BEGIN DATASET
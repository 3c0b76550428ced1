//! Read-only member directory behind the renew and map pages.
//!
//! The list is fetched once with a single GET and never mutated afterwards;
//! both pages render from the same [`MemberDirectory`].

pub mod filter;
pub mod map;
pub mod renew;

use std::collections::BTreeMap;
use std::rc::Rc;

use deca_protocol::{FieldInfo, MemberRecord, MembersPayload};

use crate::error::ClientError;
use crate::http::{HttpResponse, Transport};

/// Prefix of the blocking alert shown when the list can't be loaded.
pub const FETCH_FAILED_ALERT: &str = "Failed to load member list. Reload the page to try again.";

/// A coordinate pair as stored in the `"lat, lng"` address field.
#[derive(Clone, Copy, Debug, PartialEq)]
pub struct LatLng {
    pub lat: f64,
    pub lng: f64,
}

impl LatLng {
    pub fn new(lat: f64, lng: f64) -> Self {
        Self { lat, lng }
    }

    /// Parse `"43.65, -79.38"`. Blank or non-numeric text yields `None`.
    pub fn parse(text: &str) -> Option<Self> {
        let (lat, lng) = text.split_once(',')?;
        let lat: f64 = lat.trim().parse().ok()?;
        let lng: f64 = lng.trim().parse().ok()?;
        (lat.is_finite() && lng.is_finite()).then_some(Self { lat, lng })
    }
}

#[derive(Clone, Debug, Default)]
pub struct MemberDirectory {
    members: Rc<[MemberRecord]>,
    fields: Rc<BTreeMap<String, FieldInfo>>,
}

impl MemberDirectory {
    pub fn from_payload(payload: MembersPayload) -> Self {
        Self {
            members: payload.members.into(),
            fields: Rc::new(payload.fields),
        }
    }

    pub fn members(&self) -> &[MemberRecord] {
        &self.members
    }

    pub fn get(&self, index: usize) -> Option<&MemberRecord> {
        self.members.get(index)
    }

    pub fn len(&self) -> usize {
        self.members.len()
    }

    pub fn is_empty(&self) -> bool {
        self.members.is_empty()
    }

    pub fn fields(&self) -> &BTreeMap<String, FieldInfo> {
        &self.fields
    }

    /// Column name of a logical field id, falling back to `fallback` when
    /// the payload doesn't describe it.
    pub fn column<'a>(&'a self, id: &str, fallback: &'a str) -> &'a str {
        self.fields.get(id).map_or(fallback, |info| info.name.as_str())
    }

    /// Text searched by the live filter: the configured fields, space
    /// separated, blanks skipped.
    pub fn search_text(&self, index: usize, search_fields: &[String]) -> String {
        let Some(member) = self.get(index) else {
            return String::new();
        };
        search_fields
            .iter()
            .filter_map(|field| member.text(field))
            .filter(|text| !text.trim().is_empty())
            .collect::<Vec<_>>()
            .join(" ")
    }
}

/// GET the member list. Any failure, including an unparseable body, is a
/// [`ClientError::Fetch`] carrying the raw status line and body.
pub async fn fetch_members(transport: &impl Transport, url: &str) -> Result<MemberDirectory, ClientError> {
    log::debug!("fetching member list from `{url}`");
    let response = match transport.get(url).await {
        Ok(response) => response,
        Err(error) => {
            log::warn!("member list request failed: {error}");
            HttpResponse::from_transport_error(&error)
        }
    };
    if !response.is_success() {
        return Err(fetch_error(response));
    }
    match serde_json::from_str::<MembersPayload>(&response.body) {
        Ok(payload) => {
            log::info!("loaded {} members", payload.members.len());
            Ok(MemberDirectory::from_payload(payload))
        }
        Err(error) => {
            log::warn!("member list is not valid JSON: {error}");
            Err(fetch_error(response))
        }
    }
}

fn fetch_error(response: HttpResponse) -> ClientError {
    ClientError::Fetch {
        status: response.status,
        status_text: response.status_text,
        body: response.body,
    }
}

/// Text of the blocking alert for a failed fetch.
pub fn fetch_failure_alert(error: &ClientError) -> String {
    format!("{FETCH_FAILED_ALERT}\n\n{error}")
}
END DATASET
ACTIVITY: Going back to the entries above, set down exactly the lines that begin at the one with "pub fn is_empty(&self)" and end at the one with "usize, search_fields: &[String])", both included, and nothing else.

OUTPUT OF THE EXERCISE:
    pub fn is_empty(&self) -> bool {
        self.members.is_empty()
    }

    pub fn fields(&self) -> &BTreeMap<String, FieldInfo> {
        &self.fields
    }

    /// Column name of a logical field id, falling back to `fallback` when
    /// the payload doesn't describe it.
    pub fn column<'a>(&'a self, id: &str, fallback: &'a str) -> &'a str {
        self.fields.get(id).map_or(fallback, |info| info.name.as_str())
    }

    /// Text searched by the live filter: the configured fields, space
    /// separated, blanks skipped.
    pub fn search_text(&self, index: usize, search_fields: &[String]) -> String {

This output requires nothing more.